• What you have to do
Find the lines holding the string "returning" in the data, then copy all of them.

[Dataset records]
────────────────

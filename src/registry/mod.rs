//! The advanced-order registry: orders monitored off the book.
//!
//! Stop, stop-limit, take-profit and trailing-stop orders wait here until
//! their price condition fires, at which point the lifecycle manager
//! re-submits them as ordinary orders. Iceberg parents keep their hidden
//! pool here while a visible slice works on the book. OCO links are kept by
//! the lifecycle manager itself, since either leg may live on the book or
//! in this registry.

use crate::types::{OrderId, OrderKind, ParticipantId, Side, Trail};
use std::collections::HashMap;
use tracing::debug;

/// A conditional order waiting for its trigger.
#[derive(Debug, Clone)]
pub struct PendingTrigger {
    /// The registered order.
    pub order: OrderId,
    /// Its owner.
    pub participant: ParticipantId,
    /// Side of the order that will be submitted on fire.
    pub side: Side,
    /// Quantity to submit on fire.
    pub quantity: u128,
    /// `Stop`, `StopLimit`, `TakeProfit` or `TrailingStop`.
    pub kind: OrderKind,
    /// Current effective trigger price. Fixed for stops and take-profits;
    /// recomputed from the water mark for trailing stops.
    pub stop_price: u128,
    /// Limit price applied on fire (stop-limit orders).
    pub limit_price: Option<u128>,
    /// Trailing distance, for trailing stops.
    pub trail: Option<Trail>,
    /// High-water mark (sell) or low-water mark (buy) since registration.
    pub water_mark: u128,
    /// Price cap used for the buy-side balance reservation at registration,
    /// re-applied as a protection limit when the fired order matches.
    pub protection_price: Option<u128>,
}

impl PendingTrigger {
    /// Advances the water mark and recomputes the effective stop for
    /// trailing orders. No-op for fixed triggers.
    pub fn update_trail(&mut self, price: u128) {
        let Some(trail) = self.trail else { return };
        match self.side {
            Side::Sell => {
                if price > self.water_mark {
                    self.water_mark = price;
                    let stop = match trail {
                        Trail::Amount(amount) => price.saturating_sub(amount),
                        Trail::Bps(bps) => price.saturating_mul(10_000 - (bps as u128).min(10_000))
                            / 10_000,
                    };
                    if stop > self.stop_price {
                        self.stop_price = stop;
                        debug!("trailing stop {} raised to {}", self.order, stop);
                    }
                }
            }
            Side::Buy => {
                if price < self.water_mark {
                    self.water_mark = price;
                    let stop = match trail {
                        Trail::Amount(amount) => price.saturating_add(amount),
                        Trail::Bps(bps) => {
                            price.saturating_mul(10_000 + bps as u128).div_ceil(10_000)
                        }
                    };
                    if stop < self.stop_price {
                        self.stop_price = stop;
                        debug!("trailing stop {} lowered to {}", self.order, stop);
                    }
                }
            }
        }
    }

    /// Whether the trigger condition holds at `price`.
    pub fn should_fire(&self, price: u128) -> bool {
        match (self.kind, self.side) {
            // stops fire when the market moves against the holder
            (OrderKind::Stop | OrderKind::StopLimit | OrderKind::TrailingStop, Side::Sell) => {
                price <= self.stop_price
            }
            (OrderKind::Stop | OrderKind::StopLimit | OrderKind::TrailingStop, Side::Buy) => {
                price >= self.stop_price
            }
            // take-profits fire when it moves in the holder's favor
            (OrderKind::TakeProfit, Side::Sell) => price >= self.stop_price,
            (OrderKind::TakeProfit, Side::Buy) => price <= self.stop_price,
            _ => false,
        }
    }
}

/// An iceberg parent: the hidden pool behind the visible slice.
#[derive(Debug, Clone)]
pub struct IcebergState {
    /// The parent order id.
    pub order: OrderId,
    /// Its owner.
    pub participant: ParticipantId,
    /// Side of every slice.
    pub side: Side,
    /// Limit price of every slice.
    pub price: u128,
    /// Displayed quantity per slice.
    pub display: u128,
    /// Quantity not yet sliced onto the book.
    pub hidden: u128,
    /// The currently working slice, if one is on the book.
    pub active_slice: Option<OrderId>,
}

impl IcebergState {
    /// Size of the next slice to emit: the displayed quantity, or whatever
    /// is left of the hidden pool.
    pub fn next_slice_quantity(&self) -> u128 {
        self.hidden.min(self.display)
    }
}

/// All advanced orders for one symbol, keyed by order id. Owned by the
/// symbol worker alongside the book.
#[derive(Debug, Default)]
pub struct AdvancedOrderRegistry {
    triggers: HashMap<OrderId, PendingTrigger>,
    icebergs: HashMap<OrderId, IcebergState>,
}

impl AdvancedOrderRegistry {
    /// Creates an empty registry.
    pub fn new() -> Self {
        Self::default()
    }

    /// Registers a conditional order.
    pub fn register_trigger(&mut self, trigger: PendingTrigger) {
        debug!(
            "registered {} {} @ stop {}",
            trigger.kind, trigger.order, trigger.stop_price
        );
        self.triggers.insert(trigger.order, trigger);
    }

    /// Registers an iceberg parent.
    pub fn register_iceberg(&mut self, iceberg: IcebergState) {
        self.icebergs.insert(iceberg.order, iceberg);
    }

    /// Looks up a pending trigger.
    pub fn trigger(&self, order: OrderId) -> Option<&PendingTrigger> {
        self.triggers.get(&order)
    }

    /// Looks up an iceberg parent.
    pub fn iceberg(&self, order: OrderId) -> Option<&IcebergState> {
        self.icebergs.get(&order)
    }

    /// Mutable access to an iceberg parent.
    pub fn iceberg_mut(&mut self, order: OrderId) -> Option<&mut IcebergState> {
        self.icebergs.get_mut(&order)
    }

    /// Removes an iceberg parent, returning its final state.
    pub fn remove_iceberg(&mut self, order: OrderId) -> Option<IcebergState> {
        self.icebergs.remove(&order)
    }

    /// Removes a pending trigger, returning it.
    pub fn remove_trigger(&mut self, order: OrderId) -> Option<PendingTrigger> {
        self.triggers.remove(&order)
    }

    /// Whether the registry holds the order in either role.
    pub fn contains(&self, order: OrderId) -> bool {
        self.triggers.contains_key(&order) || self.icebergs.contains_key(&order)
    }

    /// Number of registered entries.
    pub fn len(&self) -> usize {
        self.triggers.len() + self.icebergs.len()
    }

    /// Whether the registry is empty.
    pub fn is_empty(&self) -> bool {
        self.triggers.is_empty() && self.icebergs.is_empty()
    }

    /// Feeds a price observation to every trigger: trails advance first,
    /// then fired triggers are removed and returned in order-id order (the
    /// registration order, since ids are monotonic).
    pub fn on_price(&mut self, price: u128) -> Vec<PendingTrigger> {
        let mut fired: Vec<OrderId> = Vec::new();
        for trigger in self.triggers.values_mut() {
            trigger.update_trail(price);
            if trigger.should_fire(price) {
                fired.push(trigger.order);
            }
        }
        fired.sort();
        fired
            .into_iter()
            .filter_map(|id| self.triggers.remove(&id))
            .collect()
    }
}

────────────────

• Result of the task
    /// Removes an iceberg parent, returning its final state.
    /// Removes a pending trigger, returning it.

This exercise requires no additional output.